Get Your Heart Racing – Fitbit x Royal Parks Half
Welcome to the second instalment of my four part training series ahead of the Royal Parks Half Marathon in October. Check out the video above for a greater insight into maximising performance by monitoring heart rate.
Using a heart-rate monitor is a great way to track progress. By controlling the pace of long runs using a HR monitor, such as the Fitbit Blaze, it’s relatively easy to establish a steady, average pace. I recommend performing these long runs at 70% of your maximum HR, particularly when gradually increasing weekly milage with the aim to improve both endurance and running efficiency. The more efficient you are able to run, the easier it will be to maintain a ‘race pace’, achieving a faster overall time. It’s important to allow your body to adapt to running slower and over a sustained period to build slow-twitch muscles, essential for endurance races like a half marathon. These runs are not designed to leave you feeling particularly breathless; a greater workout on your body than your lungs.

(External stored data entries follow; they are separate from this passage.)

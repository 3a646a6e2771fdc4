//! K-Means clustering with Lloyd's algorithm.
//!
//! The engine walks through explicit phases:
//!
//! ```text
//! Uninitialized → Initialized → (Assigned ⇄ Recalculated) → Terminated
//! ```
//!
//! - **initialize**: unless centroids were seeded, sample `K` rows uniformly
//!   *with replacement* and copy their coordinates; every row becomes
//!   unassigned.
//! - **assign**: move every row to its nearest centroid (ties go to the
//!   lowest cluster id) and report whether any row moved.
//! - **recalculate**: replace each centroid by the mean of its members. A
//!   cluster with no members keeps its previous coordinates.
//! - **run**: alternate assign/recalculate until an assign moves nothing or
//!   the iteration cap is reached. The converging iteration still
//!   recalculates, so the final centroids match the final assignment.
//!
//! # Example
//!
//! ```
//! use u_xmeans::dataset::Dataset;
//! use u_xmeans::kmeans::{kmeans, KMeansConfig};
//!
//! let mut data = Dataset::from_points(vec![
//!     ("a", vec![0.0, 0.0]), ("b", vec![0.0, 1.0]),
//!     ("c", vec![10.0, 0.0]), ("d", vec![10.0, 1.0]),
//! ]).unwrap();
//! let result = kmeans(&mut data, &KMeansConfig::new(2).seed(Some(7))).unwrap();
//!
//! assert_eq!(result.centroids.len(), 2);
//! assert!(result.iterations <= 1_000_000);
//! assert!(data.rows().all(|r| r.assignment().is_some()));
//! ```

use std::collections::BTreeMap;

use rand::rngs::StdRng;
use rand::{Rng, SeedableRng};
use tracing::{debug, trace};

use crate::dataset::{CentroidSet, Dataset};
use crate::error::{ClusterError, Result};
use crate::monitor::{ExecutionMonitor, NoopMonitor, Progress};

/// Default iteration cap for a stand-alone K-Means run.
pub const DEFAULT_MAX_ITERATIONS: usize = 1_000_000;

// ── Configuration ─────────────────────────────────────────────────────

/// Configuration for a K-Means run.
#[derive(Debug, Clone, PartialEq, Eq)]
pub struct KMeansConfig {
    /// Number of clusters. Default: 3.
    pub k: usize,
    /// Upper bound on assign/recalculate iterations. Default: 1,000,000.
    pub max_iterations: usize,
    /// Random seed (None for entropy). Default: None.
    pub seed: Option<u64>,
}

impl KMeansConfig {
    /// Creates a config for `k` clusters with default parameters.
    pub fn new(k: usize) -> Self {
        Self {
            k,
            max_iterations: DEFAULT_MAX_ITERATIONS,
            seed: None,
        }
    }

    /// Sets the iteration cap.
    pub fn max_iterations(mut self, max_iterations: usize) -> Self {
        self.max_iterations = max_iterations;
        self
    }

    /// Sets the random seed.
    pub fn seed(mut self, seed: Option<u64>) -> Self {
        self.seed = seed;
        self
    }

    /// Checks that every parameter is in range.
    pub fn validate(&self) -> Result<()> {
        validate_params(self.k, self.max_iterations)
    }
}

impl Default for KMeansConfig {
    fn default() -> Self {
        Self::new(3)
    }
}

fn validate_params(k: usize, max_iterations: usize) -> Result<()> {
    if k == 0 {
        return Err(ClusterError::invalid("k", "must be at least 1"));
    }
    if max_iterations == 0 {
        return Err(ClusterError::invalid("max_iterations", "must be at least 1"));
    }
    Ok(())
}

// ── Engine ────────────────────────────────────────────────────────────

/// Lifecycle phase of a [`KMeans`] engine.
#[derive(Debug, Clone, Copy, PartialEq, Eq)]
pub enum Phase {
    Uninitialized,
    Initialized,
    Assigned,
    Recalculated,
    Terminated,
}

/// Outcome of [`KMeans::run`].
#[derive(Debug, Clone, Copy, PartialEq, Eq)]
pub struct RunSummary {
    /// Number of assign/recalculate iterations executed.
    pub iterations: usize,
    /// `true` if the last assign moved no row.
    pub converged: bool,
}

/// Lloyd's algorithm over a borrowed dataset.
///
/// Assignments are written into the dataset in place; centroids are owned
/// by the engine until taken with [`KMeans::into_centroids`].
#[derive(Debug)]
pub struct KMeans<'a> {
    data: &'a mut Dataset,
    k: usize,
    max_iterations: usize,
    centroids: CentroidSet,
    phase: Phase,
    summary: RunSummary,
}

impl<'a> KMeans<'a> {
    /// Creates an engine for `k` clusters.
    pub fn new(data: &'a mut Dataset, k: usize, max_iterations: usize) -> Result<Self> {
        validate_params(k, max_iterations)?;
        if data.is_empty() {
            return Err(ClusterError::DegenerateData {
                reason: "no data points provided".into(),
            });
        }
        let dim = data.dim();
        Ok(Self {
            data,
            k,
            max_iterations,
            centroids: CentroidSet::new(dim),
            phase: Phase::Uninitialized,
            summary: RunSummary {
                iterations: 0,
                converged: false,
            },
        })
    }

    /// Creates an engine from a [`KMeansConfig`]. The seed is not used here.
    pub fn with_config(data: &'a mut Dataset, config: &KMeansConfig) -> Result<Self> {
        Self::new(data, config.k, config.max_iterations)
    }

    /// Supplies starting centroids, bypassing random sampling.
    pub fn seed_centroids(&mut self, centroids: CentroidSet) -> Result<()> {
        if centroids.len() != self.k {
            return Err(ClusterError::invalid(
                "centroids",
                format!("expected {} seed centroids, got {}", self.k, centroids.len()),
            ));
        }
        if centroids.dim() != self.data.dim() {
            return Err(ClusterError::DimensionMismatch {
                expected: self.data.dim(),
                actual: centroids.dim(),
            });
        }
        self.centroids = centroids;
        Ok(())
    }

    /// Current phase.
    pub fn phase(&self) -> Phase {
        self.phase
    }

    /// Samples starting centroids if none were seeded and clears assignments.
    pub fn initialize<R: Rng + ?Sized>(&mut self, rng: &mut R) -> Result<()> {
        if self.centroids.is_empty() {
            for _ in 0..self.k {
                let row = self.data.sample(rng).ok_or_else(|| ClusterError::DegenerateData {
                    reason: "no data points provided".into(),
                })?;
                self.centroids.push(row.features().to_vec())?;
            }
            debug!(k = self.k, dim = self.data.dim(), "sampled k-means centroids");
        } else {
            debug!(k = self.k, dim = self.data.dim(), "using seeded k-means centroids");
        }
        self.data.reset_assignments();
        self.phase = Phase::Initialized;
        Ok(())
    }

    /// Moves every row to its nearest centroid.
    ///
    /// Returns `true` if at least one row changed cluster.
    pub fn assign(&mut self) -> Result<bool> {
        if self.phase == Phase::Uninitialized {
            return Err(ClusterError::Uninitialized {
                operation: "assign".into(),
            });
        }
        let centroids = self.centroids.as_slice();
        let changed = self.data.reassign(|features| nearest(features, centroids));
        self.phase = Phase::Assigned;
        Ok(changed)
    }

    /// Sets each centroid to the mean of its members.
    pub fn recalculate(&mut self) -> Result<()> {
        if self.phase == Phase::Uninitialized {
            return Err(ClusterError::Uninitialized {
                operation: "recalculate".into(),
            });
        }
        let d = self.data.dim();
        let mut sums = vec![vec![0.0; d]; self.k];
        let mut counts = vec![0usize; self.k];

        for row in self.data.rows() {
            if let Some(c) = row.assignment() {
                counts[c] += 1;
                for (s, &v) in sums[c].iter_mut().zip(row.features()) {
                    *s += v;
                }
            }
        }

        for (c, (mut sum, count)) in sums.into_iter().zip(counts).enumerate() {
            if count == 0 {
                trace!(cluster = c, "empty cluster keeps its centroid");
                continue;
            }
            for s in &mut sum {
                *s /= count as f64;
            }
            self.centroids.set(c, sum)?;
        }
        self.phase = Phase::Recalculated;
        Ok(())
    }

    /// Runs to convergence or the iteration cap.
    pub fn run<R, M>(&mut self, rng: &mut R, monitor: &mut M) -> Result<RunSummary>
    where
        R: Rng + ?Sized,
        M: ExecutionMonitor + ?Sized,
    {
        self.initialize(rng)?;
        let mut iterations = 0;
        let converged = loop {
            monitor.checkpoint(&Progress::Iteration {
                iteration: iterations,
                max: self.max_iterations,
            })?;
            let changed = self.assign()?;
            self.recalculate()?;
            iterations += 1;
            if !changed {
                break true;
            }
            if iterations >= self.max_iterations {
                break false;
            }
        };

        self.summary = RunSummary {
            iterations,
            converged,
        };
        self.phase = Phase::Terminated;
        debug!(k = self.k, iterations, converged, "k-means finished");
        Ok(self.summary)
    }

    /// Final centroids. Fails until [`run`](Self::run) has completed.
    pub fn centroids(&self) -> Result<&CentroidSet> {
        self.ensure_terminated("centroids")?;
        Ok(&self.centroids)
    }

    /// Final cluster id of every row, keyed by row key.
    pub fn assignments(&self) -> Result<BTreeMap<String, usize>> {
        self.ensure_terminated("assignments")?;
        Ok(self
            .data
            .iter()
            .filter_map(|(key, row)| row.assignment().map(|c| (key.to_string(), c)))
            .collect())
    }

    /// Summary of the completed run.
    pub fn summary(&self) -> Result<RunSummary> {
        self.ensure_terminated("summary")?;
        Ok(self.summary)
    }

    /// Takes ownership of the final centroids.
    pub fn into_centroids(self) -> Result<CentroidSet> {
        self.ensure_terminated("centroids")?;
        Ok(self.centroids)
    }

    fn ensure_terminated(&self, operation: &str) -> Result<()> {
        if self.phase == Phase::Terminated {
            Ok(())
        } else {
            Err(ClusterError::not_run(operation))
        }
    }
}

/// Index of the closest centroid; the first one wins on ties.
pub(crate) fn nearest(point: &[f64], centroids: &[Vec<f64>]) -> usize {
    let mut best = 0;
    let mut best_dist = f64::INFINITY;
    for (c, centroid) in centroids.iter().enumerate() {
        let dist = euclidean_dist_sq(point, centroid);
        if dist < best_dist {
            best_dist = dist;
            best = c;
        }
    }
    best
}

#[inline]
pub(crate) fn euclidean_dist_sq(a: &[f64], b: &[f64]) -> f64 {
    a.iter()
        .zip(b)
        .map(|(&ai, &bi)| {
            let diff = ai - bi;
            diff * diff
        })
        .sum()
}

pub(crate) fn make_rng(seed: Option<u64>) -> StdRng {
    match seed {
        Some(s) => StdRng::seed_from_u64(s),
        None => StdRng::from_entropy(),
    }
}

// ── Convenience entry point ───────────────────────────────────────────

/// Result of [`kmeans`].
#[derive(Debug, Clone, PartialEq)]
pub struct KMeansResult {
    /// Final centroids, indexed by cluster id.
    pub centroids: CentroidSet,
    /// Iterations executed.
    pub iterations: usize,
    /// `true` if the run stopped because no row moved.
    pub converged: bool,
    /// Member count per cluster.
    pub cluster_sizes: Vec<usize>,
}

/// Runs K-Means on `data` with a fresh RNG built from `config.seed`.
///
/// Assignments are written into `data`.
pub fn kmeans(data: &mut Dataset, config: &KMeansConfig) -> Result<KMeansResult> {
    kmeans_with_monitor(data, config, &mut NoopMonitor)
}

/// Like [`kmeans`], reporting progress to `monitor`.
pub fn kmeans_with_monitor<M>(
    data: &mut Dataset,
    config: &KMeansConfig,
    monitor: &mut M,
) -> Result<KMeansResult>
where
    M: ExecutionMonitor + ?Sized,
{
    config.validate()?;
    let mut rng = make_rng(config.seed);
    let mut engine = KMeans::with_config(data, config)?;
    let summary = engine.run(&mut rng, monitor)?;
    let centroids = engine.into_centroids()?;
    let cluster_sizes = data.cluster_sizes(config.k);
    Ok(KMeansResult {
        centroids,
        iterations: summary.iterations,
        converged: summary.converged,
        cluster_sizes,
    })
}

Heart rate tracking allows you to monitor the intensity of your workouts and can be simplified with ‘heart rate zones’. While I recommend performing long runs in the ‘cardio zone’, interval or tempo training should be targeting your peak zone, when heart rate is around 85% of your maximum. An example workout would be 5 x 400m (with each 400m performed in your peak zone). These workouts will really push your limits, focusing on speed and performance while building lung capacity.
These are two really easy ways that continuous heart rate tracking can help with specific training runs. I find it really useful to track this kind of data for reassurance that I am running at the right intensity for any given workout.
Have another great week of training and if you have any questions related to heart-rate based workouts, let me know and I’ll do my best to answer those for you. It really feels like winter has arrived in London this week: it’s freezing! Sure, it’s become that bit more difficult to get up early for training but it’s nothing a post-run coffee can’t cure…!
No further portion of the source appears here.